Ciascuna di queste dimensioni ha, passando dal job shop alla linea, delle caratteristiche ottimali differenti.
Tale strumento, è quindi utilizzabile nel seguente modo:
- Le implicazioni per il prodotto/servizio e per il mercato servono a comprendere quelle che
sarebbero le caratteristiche ideali del processo per ciascun segmento;
- Le implicazioni organizzative e gestionali servono a comprendere quelle che sono gli approcci
interni che dovrebbero essere utilizzati nell’affrontare quel segmento;
- Le implicazioni per le operations servono a comprendere quella che dovrebbe essere la
configurazione “ideale” per competere in quel segmento.

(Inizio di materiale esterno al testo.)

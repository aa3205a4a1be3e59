use std::path::PathBuf;

use clap::{Parser, Subcommand};

use crate::cli::{ItemCommands, StudioCommands};

/// Back office for studios and their ordered lists
///
/// Manages studios and the lists each of them keeps in a user-chosen order:
/// pipeline stages, phone numbers, commercial conditions and social links.
/// Items can be moved by dragging one onto another (`item move`) or stepped
/// up and down one place at a time.
#[derive(Parser)]
#[command(version, about, name = "studio")]
pub struct Args {
    /// Path to the SQLite database file. Defaults to
    /// $XDG_DATA_HOME/studio/studio.db
    #[arg(long, global = true)]
    pub database_file: Option<PathBuf>,

    /// Disable colored output and use plain text
    #[arg(long, global = true)]
    pub no_color: bool,

    /// How many times a save is attempted while the database is locked
    #[arg(long, global = true, value_parser = clap::value_parser!(u32).range(1..))]
    pub retry_attempts: Option<u32>,

    #[command(subcommand)]
    pub command: Option<Commands>,
}

#[derive(Subcommand)]
pub enum Commands {
    /// Manage studios
    #[command(alias = "s")]
    Studio {
        #[command(subcommand)]
        command: StudioCommands,
    },
    /// Manage the ordered lists of a studio
    #[command(alias = "i")]
    Item {
        #[command(subcommand)]
        command: ItemCommands,
    },
}
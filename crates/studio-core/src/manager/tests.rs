//! Tests for the manager module.

use tempfile::TempDir;

use super::*;
use crate::{
    models::{CollectionId, CollectionKind, ItemPayload, PositionUpdate},
    params::{CreateStudio, RenameStudio, Slug},
    reorder::is_dense,
};

/// Helper function to create a test manager
async fn create_test_manager() -> (TempDir, Manager) {
    let temp_dir = TempDir::new().expect("Failed to create temp dir");
    let db_path = temp_dir.path().join("test.db");
    let manager = ManagerBuilder::new()
        .with_database_path(Some(&db_path))
        .build()
        .await
        .expect("Failed to create manager");
    (temp_dir, manager)
}

async fn create_lumen(manager: &Manager) {
    manager
        .create_studio(&CreateStudio {
            slug: "lumen".to_string(),
            name: "Lumen Photography".to_string(),
        })
        .await
        .expect("Failed to create studio");
}

fn stage(name: &str) -> ItemPayload {
    ItemPayload::PipelineStage {
        name: name.to_string(),
        color: None,
    }
}

#[tokio::test]
async fn test_builder_creates_nested_directories() {
    let temp_dir = TempDir::new().unwrap();
    let db_path = temp_dir.path().join("a").join("b").join("studio.db");

    let manager = ManagerBuilder::new()
        .with_database_path(Some(&db_path))
        .build()
        .await
        .unwrap();

    assert!(db_path.exists());
    assert_eq!(manager.database_path(), db_path.as_path());
    assert_eq!(manager.retry_policy(), RetryPolicy::default());
}

#[tokio::test]
async fn test_builder_rejects_zero_attempts() {
    let temp_dir = TempDir::new().unwrap();
    let result = ManagerBuilder::new()
        .with_database_path(Some(temp_dir.path().join("test.db")))
        .with_retry_policy(RetryPolicy::default().with_max_attempts(0))
        .build()
        .await;

    assert!(matches!(result, Err(StudioError::Configuration { .. })));
}

#[tokio::test]
async fn test_studio_lifecycle() {
    let (_temp_dir, manager) = create_test_manager().await;
    create_lumen(&manager).await;

    let studios = manager.list_studios().await.unwrap();
    assert_eq!(studios.len(), 1);
    assert_eq!(studios[0].slug, "lumen");

    let renamed = manager
        .rename_studio(&RenameStudio {
            slug: "lumen".to_string(),
            name: "Lumen Studio".to_string(),
        })
        .await
        .unwrap();
    assert_eq!(renamed.name, "Lumen Studio");

    let deleted = manager
        .delete_studio(&Slug {
            slug: "lumen".to_string(),
        })
        .await
        .unwrap();
    assert_eq!(deleted.name, "Lumen Studio");
    assert!(manager.list_studios().await.unwrap().is_empty());
}

#[tokio::test]
async fn test_delete_missing_studio() {
    let (_temp_dir, manager) = create_test_manager().await;

    let result = manager
        .delete_studio(&Slug {
            slug: "ghost".to_string(),
        })
        .await;

    assert!(matches!(result, Err(StudioError::StudioNotFound { slug }) if slug == "ghost"));
}

#[tokio::test]
async fn test_show_studio_includes_every_collection() {
    let (_temp_dir, manager) = create_test_manager().await;
    create_lumen(&manager).await;

    let stages = CollectionId::new("lumen", CollectionKind::PipelineStage);
    manager.add_item(&stages, stage("Lead")).await.unwrap();

    let overview = manager
        .show_studio(&Slug {
            slug: "lumen".to_string(),
        })
        .await
        .unwrap()
        .expect("studio exists");

    assert_eq!(overview.collections.len(), CollectionKind::ALL.len());
    assert_eq!(overview.collections[0].id, stages);
    assert_eq!(overview.collections[0].items.len(), 1);
    assert!(overview.collections[1..].iter().all(|c| c.items.is_empty()));

    let missing = manager
        .show_studio(&Slug {
            slug: "ghost".to_string(),
        })
        .await
        .unwrap();
    assert!(missing.is_none());
}

#[tokio::test]
async fn test_add_reorder_and_remove_keep_positions_dense() {
    let (_temp_dir, manager) = create_test_manager().await;
    create_lumen(&manager).await;
    let stages = CollectionId::new("lumen", CollectionKind::PipelineStage);

    let mut ids = Vec::new();
    for name in ["Lead", "Contacted", "Booked", "Delivered"] {
        let item = manager.add_item(&stages, stage(name)).await.unwrap();
        assert_eq!(item.position as usize, ids.len());
        ids.push(item.id);
    }

    // Drag Lead onto Booked
    let updates = vec![
        PositionUpdate::new(&ids[1], 0),
        PositionUpdate::new(&ids[2], 1),
        PositionUpdate::new(&ids[0], 2),
        PositionUpdate::new(&ids[3], 3),
    ];
    manager.reorder_items(&stages, &updates).await.unwrap();

    let items = manager.get_items(&stages).await.unwrap();
    let titles: Vec<_> = items.iter().map(|item| item.payload.title()).collect();
    assert_eq!(titles, ["Contacted", "Booked", "Lead", "Delivered"]);
    assert!(is_dense(&items));

    manager.remove_item(&stages, &ids[2]).await.unwrap();

    let items = manager.get_items(&stages).await.unwrap();
    let titles: Vec<_> = items.iter().map(|item| item.payload.title()).collect();
    assert_eq!(titles, ["Contacted", "Lead", "Delivered"]);
    assert!(is_dense(&items));
}

#[tokio::test]
async fn test_update_item_keeps_position() {
    let (_temp_dir, manager) = create_test_manager().await;
    create_lumen(&manager).await;
    let stages = CollectionId::new("lumen", CollectionKind::PipelineStage);

    manager.add_item(&stages, stage("Lead")).await.unwrap();
    let second = manager.add_item(&stages, stage("Booked")).await.unwrap();

    let updated = manager
        .update_item(
            &stages,
            &second.id,
            ItemPayload::PipelineStage {
                name: "Confirmed".to_string(),
                color: Some("green".to_string()),
            },
        )
        .await
        .unwrap();

    assert_eq!(updated.id, second.id);
    assert_eq!(updated.position, 1);
    assert_eq!(updated.payload.title(), "Confirmed");

    let fetched = manager.get_item(&stages, &second.id).await.unwrap().unwrap();
    assert_eq!(fetched.payload, updated.payload);
}

#[tokio::test]
async fn test_items_are_scoped_per_collection() {
    let (_temp_dir, manager) = create_test_manager().await;
    create_lumen(&manager).await;
    let stages = CollectionId::new("lumen", CollectionKind::PipelineStage);
    let phones = CollectionId::new("lumen", CollectionKind::PhoneNumber);

    let lead = manager.add_item(&stages, stage("Lead")).await.unwrap();
    let phone = manager
        .add_item(
            &phones,
            ItemPayload::PhoneNumber {
                number: "555-0100".to_string(),
                label: None,
            },
        )
        .await
        .unwrap();

    assert_eq!(lead.position, 0);
    assert_eq!(phone.position, 0);
    assert!(manager.get_item(&phones, &lead.id).await.unwrap().is_none());

    let result = manager.remove_item(&phones, &lead.id).await;
    assert!(matches!(result, Err(StudioError::ItemNotFound { .. })));
}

È ovvio che, se si seguisse la best practice tracciata da questo schema, dovrebbe essere garantito assoluto
allineamento tra configurazione interna ed esigenze esterne; in realtà, l’utilità di questo schema consiste
proprio nell’andare a mappare il proprio posizionamento interno rispetto a quelle che sono le esigenze di
mercato, verificandone coerenza ed allineamento.
Nel configurare le operations, l’errore più comune è quello di non riuscire a distinguere differenti segmenti
di mercato, caratterizzati da fabbisogni differenti, trattandoli come un’unica tipologia di clientela ed
andandola a servire con una struttura “intermedia” (che cerchi di mediare le esigenze dell’una e dell’altra);
questo, come già visto nel caso della HQ, è un approccio sbagliato: se si vuole rendere il sistema di
operations veramente coerente con quelle che sono le esigenze di mercato, benché oneroso, è necessario
andare a costruire più configurazioni differenti.